Laura Vazquez, La semaine perpétuelle, 2021
Le temps, ici, n’a pas lieu
Une suite de séquences brèves, sans que l’image se modifie de façon sensible. On se regarde et la complicité de notre regard met en lumière les liens et les secrets. C’est alors que de brefs éclats se mettent à briller. Là-bas, la nuit il y a des lucioles, un nombre incroyable de lucioles. Il suffit de choisir un point de la chronologie, pour, repartant pour ainsi dire de zéro, réinitialiser le réel. La colère enfouie mais jamais bien lointaine. Chacun dans le flux de ses pensées, marche comme s’il n’y avait pas d’autre manière de faire. Le coeur n’y est pas, quelque chose en nous se retient et se réserve. On s’enferme dans nos misérables cellules et on se sent fiers, on se croit chanceux.
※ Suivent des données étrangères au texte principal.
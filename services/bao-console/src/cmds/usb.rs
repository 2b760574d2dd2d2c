use std::fmt::Write;

use String;
use usb_cramium::UsbHid;

use crate::{CommonEnv, ShellCmdApi};

#[derive(Debug)]
pub struct Usb {
    usb_dev: UsbHid,
}
impl Usb {
    pub fn new() -> Usb { Usb { usb_dev: UsbHid::new() } }
}

impl<'a> ShellCmdApi<'a> for Usb {
    cmd_api!(usb);

    // inserts boilerplate for command API

    fn process(&mut self, args: String, _env: &mut CommonEnv) -> Result<Option<String>, xous::Error> {
        use core::fmt::Write;
        let mut ret = String::new();
        let helpstring = "usb [send <string>]";

        let mut tokens = args.split(' ');

        if let Some(sub_cmd) = tokens.next() {
            match sub_cmd {
                "send" => {
                    let mut val = String::new();
                    join_tokens(&mut val, &mut tokens);
                    match self.usb_dev.send_str(&val) {
                        Ok(n) => write!(ret, "Sent {} chars", n).unwrap(),
                        Err(_e) => write!(ret, "Can't send: are we connected to a host?").unwrap(),
                    }
                }
                _ => {
                    write!(ret, "{}", helpstring).unwrap();
                }
            }
        } else {
            write!(ret, "{}", helpstring).unwrap();
        }
        Ok(Some(ret))
    }
}

fn join_tokens<'a>(buf: &mut String, tokens: impl Iterator<Item = &'a str>) {
    for (i, tok) in tokens.enumerate() {
        if i == 0 {
            write!(buf, "{}", tok).unwrap();
        } else {
            write!(buf, " {}", tok).unwrap();
        }
    }
}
Évidemment, ce genre de phrase fait d’abord rire. Le temps est à découvert, fuite dégoupillée. Est-on là où dire : plus rien ne sera comme après ? L’engloutissement, c’est le mot, incluant cet engouement du flot pour le vide. Il y en a toujours un pour se dire qu’il repartirait bien de zéro si jamais il gagnait. Nous sommes seulement dans l’espace sans contours. Le temps, ici, n’a pas lieu. Au plus profond de presque tout, on retrouve la symétrie. Aujourd’hui c’est un paradis perdu. La vie nous fait à l’aube une promesse qu’elle ne tient pas toujours. Maintenant il y a ce mur. Il s’agit d’assurer une mémoire à l’effacement. Cette nouvelle façon de voir le monde. Dans des états variables. Dans sa voix comme une infime note de déception ou d’agacement. Comme si la seule façon de continuer était la fuite. Comprendre tout ça, d’un coup. On ne va pas prendre un mot mais tout ce qu’ils ont en commun. On peut presque tout perdre, on vit quand même. On devine aux regards alentis l’orientation des pentes. On ne sait quelle étoile dans le ciel a dû s’allumer par erreur. La nuit tombe et l’espace n’est plus le même, le temps se met à scintiller sous la voûte inachevée des étoiles.